Lisbon also marks a turning point in how we explain natural disasters. Before Lisbon, large natural disasters were customarily viewed as God’s rebukes for humanity’s hubris and sin. Following the Great Fire of London, for instance, which in 1666 laid waste to most of the old city of London, preachers of every denomination exhorted Londoners to repent for the many varieties of iniquity that had provoked God into torching the city. After Lisbon, however, people increasingly came to see natural disasters as the outcomes of long chains of interaction between matter and energy—that is, as purely physical events that were uninterested in human morality and indifferent to human welfare. The transition from supernatural explanations to naturalistic ones was not easy to make because it required people to turn their backs on strong intuitions and firmly held religious convictions.

Before Lisbon, large natural disasters were customarily viewed as God’s rebukes for humanity’s hubris and sin. After Lisbon, however, people increasingly came to see natural disasters as the outcomes of long chains of interaction between matter and energy, uninterested in human morality and indifferent to human welfare.

For most people throughout most of history, supernatural explanations for earthquakes were the only ones that made any sense. Even today, earthquakes, tsunamis, and other natural disasters can lead to outbreaks of religious fervor as people try to find some meaning in them and figure out how they ought to respond. Psychologists have discovered two features of human cognition that explain why we so readily turn to religious explanations.

First, there is our tendency to explain natural phenomena in terms of preferences, goals, and desires—that is, in terms of the same causal forces we use to explain the behavior of humans and other animals. Under the right laboratory conditions, children, college students, and even scientists with PhDs can be made to reveal their preferences for goal-based explanations for natural occurrences. For example, when we don’t have enough time for reflection, we’re more likely to endorse the idea that hurricanes circulate sea water in order to gather heat energy for themselves, or that the Earth has an ozone layer in order to protect the Earth from the damaging effects of ultraviolet rays. Because of our affinity for goal-based explanations, the psychologist Deborah Kelemen has proposed that we are intuitive teleologists (from the Greek word telos, which means “end, goal, or purpose”). If you ask why Lisbon was destroyed by an earthquake, a fire, and a tsunami, an intuitive teleologist concludes that something or someone must have wanted it destroyed.

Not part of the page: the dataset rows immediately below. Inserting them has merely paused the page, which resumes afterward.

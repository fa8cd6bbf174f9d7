//! Host side of the embedded frame bridge.

mod delivery;
mod inbound;

pub use delivery::{DeliveryOutcome, DeliveryPolicy};

use log::{debug, warn};
use parking_lot::Mutex;
use std::fmt;
use std::sync::Arc;
use tokio::runtime::Handle;
use tokio::task::JoinSet;
use vcp_contracts::{CommandChannel, InboundEnvelope, ListenerId, OutboundCommand};

/// Sends commands into the embedded frame and owns the inbound
/// subscription.
///
/// Pending deliveries live in a [`JoinSet`] so they can be cancelled as a
/// group when the current track changes or the overlay is torn down.
pub struct Bridge {
    channel: Arc<dyn CommandChannel>,
    policy: Mutex<DeliveryPolicy>,
    deliveries: Mutex<JoinSet<DeliveryOutcome>>,
    inbound: Mutex<Option<ListenerId>>,
}

impl fmt::Debug for Bridge {
    fn fmt(&self, f: &mut fmt::Formatter<'_>) -> fmt::Result {
        f.debug_struct("Bridge")
            .field("policy", &*self.policy.lock())
            .field("pending", &self.deliveries.lock().len())
            .field("inbound", &*self.inbound.lock())
            .finish()
    }
}

impl Bridge {
    pub fn new(channel: Arc<dyn CommandChannel>, policy: DeliveryPolicy) -> Self {
        Self {
            channel,
            policy: Mutex::new(policy),
            deliveries: Mutex::new(JoinSet::new()),
            inbound: Mutex::new(None),
        }
    }

    pub fn policy(&self) -> DeliveryPolicy {
        self.policy.lock().clone()
    }

    /// Applies to commands sent after the call.
    pub fn set_policy(&self, policy: DeliveryPolicy) {
        *self.policy.lock() = policy;
    }

    /// Fire-and-forget delivery of `command`. Never fails; undeliverable
    /// commands are dropped silently once their retry budget is spent.
    ///
    /// Needs a tokio runtime for the retry timers. Without one a single
    /// direct post is attempted.
    pub fn send_command(&self, command: OutboundCommand) {
        let policy = self.policy();
        let frame = self.channel.locate(&policy.frame_id);

        let Ok(handle) = Handle::try_current() else {
            warn!(
                "[Bridge] No runtime; posting '{}' once without retries",
                command.kind()
            );
            if let Some(frame) = frame
                && let Err(err) = frame.post(&command)
            {
                debug!("[Bridge] Direct post failed: {}", err);
            }
            return;
        };

        let mut deliveries = self.deliveries.lock();
        while deliveries.try_join_next().is_some() {}

        if let Some(frame) = frame.filter(|frame| frame.is_loading()) {
            let load =
                delivery::arm_load(frame.as_ref(), policy.load_deadline);
            deliveries.spawn_on(
                delivery::post_after_load(
                    frame,
                    load,
                    policy.clone(),
                    command,
                ),
                &handle,
            );
        }
        deliveries.spawn_on(
            delivery::poll_until_posted(self.channel.clone(), policy, command),
            &handle,
        );
    }

    /// Abort every delivery still in flight.
    pub fn cancel_pending(&self) {
        let mut deliveries = self.deliveries.lock();
        if !deliveries.is_empty() {
            debug!("[Bridge] Cancelling {} pending deliveries", deliveries.len());
        }
        // Dropping the set aborts everything it holds.
        drop(std::mem::take(&mut *deliveries));
    }

    /// Number of delivery tasks that have not finished yet.
    pub fn pending_deliveries(&self) -> usize {
        let mut deliveries = self.deliveries.lock();
        while deliveries.try_join_next().is_some() {}
        deliveries.len()
    }

    /// Route decoded inbound envelopes to `handler`, replacing any previous
    /// subscription.
    pub fn bind_inbound<F>(&self, handler: F) -> ListenerId
    where
        F: Fn(InboundEnvelope) + Send + Sync + 'static,
    {
        let previous = self.inbound.lock().take();
        if let Some(id) = previous {
            self.channel.unsubscribe(id);
        }

        let id = self.channel.subscribe(inbound::filtered_listener(handler));
        *self.inbound.lock() = Some(id);
        debug!("[Bridge] Inbound bound to {}", id);
        id
    }

    pub fn unbind_inbound(&self) {
        let previous = self.inbound.lock().take();
        if let Some(id) = previous {
            self.channel.unsubscribe(id);
            debug!("[Bridge] Inbound {} released", id);
        }
    }

    pub fn inbound_listener(&self) -> Option<ListenerId> {
        *self.inbound.lock()
    }

    /// Cancel deliveries and drop the inbound subscription.
    pub fn shutdown(&self) {
        self.cancel_pending();
        self.unbind_inbound();
    }
}

impl Drop for Bridge {
    fn drop(&mut self) {
        self.deliveries.get_mut().abort_all();
        if let Some(id) = self.inbound.get_mut().take() {
            self.channel.unsubscribe(id);
        }
    }
}

#[cfg(test)]
mod tests {
    use super::*;
    use crate::testing::{FakeFrame, InMemoryChannel};
    use serde_json::json;
    use std::time::Duration;

    const FRAME: &str = "vcp-iframe";

    fn policy(max_attempts: u32) -> DeliveryPolicy {
        DeliveryPolicy {
            max_attempts,
            ..DeliveryPolicy::default()
        }
    }

    fn bridge_with(
        frame: Option<Arc<FakeFrame>>,
        max_attempts: u32,
    ) -> (Arc<InMemoryChannel>, Bridge) {
        let channel = InMemoryChannel::new();
        if let Some(frame) = frame {
            channel.attach(FRAME, frame);
        }
        let bridge = Bridge::new(channel.clone(), policy(max_attempts));
        (channel, bridge)
    }

    #[tokio::test(start_paused = true)]
    async fn ready_frame_receives_command_on_first_tick() {
        let frame = FakeFrame::ready();
        let (_channel, bridge) = bridge_with(Some(frame.clone()), 500);

        bridge.send_command(OutboundCommand::Play);
        tokio::time::sleep(Duration::from_millis(150)).await;

        assert_eq!(frame.posted(), vec![OutboundCommand::Play]);
        assert_eq!(bridge.pending_deliveries(), 0);
    }

    #[tokio::test(start_paused = true)]
    async fn unreachable_frame_exhausts_retry_budget() {
        let frame = FakeFrame::unreachable();
        let (_channel, bridge) = bridge_with(Some(frame.clone()), 500);

        bridge.send_command(OutboundCommand::Pause);
        tokio::time::sleep(Duration::from_secs(60)).await;

        assert_eq!(frame.post_calls(), 500);
        assert!(frame.posted().is_empty());
        assert_eq!(bridge.pending_deliveries(), 0);

        tokio::time::sleep(Duration::from_secs(60)).await;
        assert_eq!(frame.post_calls(), 500);
    }

    #[tokio::test(start_paused = true)]
    async fn frame_attached_late_is_found_by_polling() {
        let (channel, bridge) = bridge_with(None, 500);

        bridge.send_command(OutboundCommand::Fullscreen);
        tokio::time::sleep(Duration::from_secs(2)).await;

        let frame = FakeFrame::ready();
        channel.attach(FRAME, frame.clone());
        tokio::time::sleep(Duration::from_millis(150)).await;

        assert_eq!(frame.posted(), vec![OutboundCommand::Fullscreen]);
    }

    #[tokio::test(start_paused = true)]
    async fn loading_frame_gets_command_after_load() {
        let frame = FakeFrame::loading();
        let (_channel, bridge) = bridge_with(Some(frame.clone()), 0);

        bridge.send_command(OutboundCommand::seek(0.4));
        tokio::time::sleep(Duration::from_secs(1)).await;
        assert!(frame.posted().is_empty());

        frame.fire_load();
        tokio::time::sleep(Duration::from_millis(50)).await;
        assert!(frame.posted().is_empty(), "post waits for the settle delay");

        tokio::time::sleep(Duration::from_millis(100)).await;
        assert_eq!(frame.posted(), vec![OutboundCommand::seek(0.4)]);
    }

    #[tokio::test(start_paused = true)]
    async fn load_fired_before_task_runs_is_not_missed() {
        let frame = FakeFrame::loading();
        let (_channel, bridge) = bridge_with(Some(frame.clone()), 0);

        bridge.send_command(OutboundCommand::Play);
        frame.fire_load();
        tokio::time::sleep(Duration::from_secs(1)).await;

        assert_eq!(frame.posted(), vec![OutboundCommand::Play]);
    }

    #[tokio::test(start_paused = true)]
    async fn late_load_drops_stale_command() {
        let frame = FakeFrame::loading();
        let (_channel, bridge) = bridge_with(Some(frame.clone()), 0);

        bridge.send_command(OutboundCommand::Play);
        tokio::time::sleep(Duration::from_secs(6)).await;
        frame.fire_load();
        tokio::time::sleep(Duration::from_secs(1)).await;

        assert!(frame.posted().is_empty());
        assert_eq!(bridge.pending_deliveries(), 0);
    }

    #[tokio::test(start_paused = true)]
    async fn cancel_pending_stops_retries() {
        let frame = FakeFrame::unreachable();
        let (_channel, bridge) = bridge_with(Some(frame.clone()), 500);

        bridge.send_command(OutboundCommand::Play);
        tokio::time::sleep(Duration::from_millis(1_050)).await;
        let calls = frame.post_calls();
        assert_eq!(calls, 10);

        bridge.cancel_pending();
        assert_eq!(bridge.pending_deliveries(), 0);

        frame.set_window_ready(true);
        tokio::time::sleep(Duration::from_secs(5)).await;
        assert_eq!(frame.post_calls(), calls);
        assert!(frame.posted().is_empty());
    }

    #[test]
    fn without_runtime_posts_once() {
        let frame = FakeFrame::ready();
        let (_channel, bridge) = bridge_with(Some(frame.clone()), 500);

        bridge.send_command(OutboundCommand::volume(0.3));
        assert_eq!(frame.posted(), vec![OutboundCommand::volume(0.3)]);
    }

    #[test]
    fn inbound_binding_filters_and_replaces() {
        let (channel, bridge) = bridge_with(None, 500);
        let seen = Arc::new(Mutex::new(Vec::new()));

        let sink = seen.clone();
        bridge.bind_inbound(move |envelope| sink.lock().push(envelope));
        channel.dispatch(&json!({"foo": "bar"}));
        channel.dispatch(&json!({"type": "unknown"}));
        channel.dispatch(&json!({"type": "progress", "percentage": 0.3}));
        assert_eq!(
            *seen.lock(),
            vec![InboundEnvelope::Progress { percentage: 0.3 }]
        );

        let sink = seen.clone();
        bridge.bind_inbound(move |envelope| sink.lock().push(envelope));
        assert_eq!(channel.listener_count(), 1);

        bridge.unbind_inbound();
        assert_eq!(channel.listener_count(), 0);
        assert!(bridge.inbound_listener().is_none());
    }
}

Second, there is our penchant for just-world thinking, which involves the intuitive belief that some sort of karma-like force brings us happiness and misery in proportion to the good things and the bad things we have done. When bad things happen to others, our just-world ruminations lead us to wonder what they might have done to deserve them. When we conclude that they are in fact not responsible for their plights, we feel that an injustice has been done, and we try to help them. Conversely, when we hold them responsible for their plights—perhaps because we think they took unnecessary risks, failed to take reasonable precautions, or offended God—we feel callous or angry toward them, and we are content to let them suffer.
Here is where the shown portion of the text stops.